Thank you. >> Hey, does anybody have any questions for Mara? >> Yeah. Go ahead.

>> Test, test, test. >> Yeah. Did you experiment at all? First of all, great talk. This is super super interesting to me. I've done a lot of stuff with NFC recently and kind of had a very similar journey with trying to figure out the password protection and writing raw commands and stuff like that. Did you experiment at all with the locking pages, the static and the dynamic locking pages that you find in like end tag 216, 15,13, etc. And or did you only work with the password protection section?
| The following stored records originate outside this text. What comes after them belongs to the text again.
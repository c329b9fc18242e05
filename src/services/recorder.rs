//! Persisting service probe results in the `Services` table.

use std::str::FromStr;

use log::info;
use serde::Serialize;
use sqlx::{Connection, Row};
use strum_macros::{Display, EnumString};

use crate::config::{MAX_SERVICE_NAME_LENGTH, SERVICES_TABLE};
use crate::error_handling::{DatabaseError, ServiceError};
use crate::services::probe::{validate_service_name, ServiceAction, ServiceProbe};
use crate::storage::RetryGuard;

/// Stored running state of a service.
#[derive(Debug, Clone, Copy, PartialEq, Eq, Display, EnumString, Serialize)]
pub enum ServiceState {
    Running,
    #[strum(serialize = "Not Running")]
    #[serde(rename = "Not Running")]
    NotRunning,
}

impl ServiceState {
    /// A service that is not running needs a restart.
    pub fn needs_restart(self) -> bool {
        self == ServiceState::NotRunning
    }
}

/// One row of the `Services` table.
#[derive(Debug, Clone, PartialEq, Eq, Serialize)]
pub struct ServiceStatus {
    pub name: String,
    pub status: ServiceState,
    pub needs_restart: bool,
}

/// Normalizes a service name to its stored key: upper-case, at most
/// `MAX_SERVICE_NAME_LENGTH` characters.
pub fn storage_key(name: &str) -> String {
    name.to_uppercase()
        .chars()
        .take(MAX_SERVICE_NAME_LENGTH)
        .collect()
}

/// Records service status rows; probing is delegated to `P`.
#[derive(Debug, Clone)]
pub struct ServiceStatusRecorder<P> {
    guard: RetryGuard,
    probe: P,
}

impl<P: ServiceProbe> ServiceStatusRecorder<P> {
    pub fn new(guard: RetryGuard, probe: P) -> Self {
        Self { guard, probe }
    }

    /// Replaces the row for `name` with the given status.
    ///
    /// The delete and the insert commit together, so a name never has two
    /// rows and never disappears half-way.
    pub async fn record(
        &self,
        name: &str,
        status: ServiceState,
        needs_restart: bool,
    ) -> Result<(), DatabaseError> {
        let key = storage_key(name);
        let status_text = status.to_string();
        let restart_flag = if needs_restart { "Y" } else { "N" };

        self.guard
            .run("record service status", |conn| {
                let delete_sql = format!("DELETE FROM \"{SERVICES_TABLE}\" WHERE Name = ?");
                let insert_sql = format!(
                    "INSERT INTO \"{SERVICES_TABLE}\" (Name, Status, Restart) VALUES (?, ?, ?)"
                );
                let (key, status_text) = (key.clone(), status_text.clone());
                Box::pin(async move {
                    let mut tx = conn.begin().await?;
                    sqlx::query(&delete_sql)
                        .bind(&key)
                        .execute(&mut *tx)
                        .await?;
                    sqlx::query(&insert_sql)
                        .bind(&key)
                        .bind(&status_text)
                        .bind(restart_flag)
                        .execute(&mut *tx)
                        .await?;
                    tx.commit().await?;
                    Ok(())
                })
            })
            .await?;

        info!("Service {key}: {status_text}");
        Ok(())
    }

    /// Probes `name` and records the result.
    pub async fn check(&self, name: &str) -> Result<ServiceState, ServiceError> {
        validate_service_name(name)?;
        let state = if self.probe.is_running(name).await? {
            ServiceState::Running
        } else {
            ServiceState::NotRunning
        };
        self.record(name, state, state.needs_restart()).await?;
        Ok(state)
    }

    /// All recorded services, ordered by name.
    pub async fn list(&self) -> Result<Vec<ServiceStatus>, DatabaseError> {
        self.guard
            .run("list services", |conn| {
                let sql = format!(
                    "SELECT Name, Status, Restart FROM \"{SERVICES_TABLE}\" ORDER BY Name"
                );
                Box::pin(async move {
                    let rows = sqlx::query(&sql).fetch_all(&mut *conn).await?;
                    let mut services = Vec::with_capacity(rows.len());
                    for row in &rows {
                        let status: String = row.try_get("Status")?;
                        let status = ServiceState::from_str(&status)
                            .map_err(|e| sqlx::Error::Decode(Box::new(e)))?;
                        let restart: String = row.try_get("Restart")?;
                        services.push(ServiceStatus {
                            name: row.try_get("Name")?,
                            status,
                            needs_restart: restart == "Y",
                        });
                    }
                    Ok(services)
                })
            })
            .await
    }

    /// Runs `action` on `name`. Nothing is written to the database.
    pub async fn control(&self, name: &str, action: ServiceAction) -> Result<bool, ServiceError> {
        validate_service_name(name)?;
        self.probe.control(name, action).await
    }
}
When dealing with implants, always password protect only because we didn't want it to be left with something inside the skin locket. But yeah, we break a lot of taxs in the

process trying to, you know, narrow down, well, this is the dangerous area. We should not play with this one or at least on this model from this page onwards, beware. From this page backwards, beware. We know it's some some place between these ones. uh not always we managed to narrow down which pages were the dangerous but we had a a sort of an idea general idea of do not touch that. So it it cost money every time you touch this this cost money. >> I had the same experience. All right. Thanks. >> Thank you. >> Anybody else have any questions? All right. Well, hey, thank you guys. Let's give another round of applause here for Maro Eldridge.

>> Thank you everyone. [applause] That is a killer way to start day one, talk one of Bides Las Vegas. This is truly cutting edge stuff. Uh if this sets the tone for the rest of the the con, I am super stoked. Uh guys, we got about uh 5 10 minutes until the next talk comes in. Go out, get some water, stretch, make a new friend, and uh everybody enjoy Bides 2025. Thank you.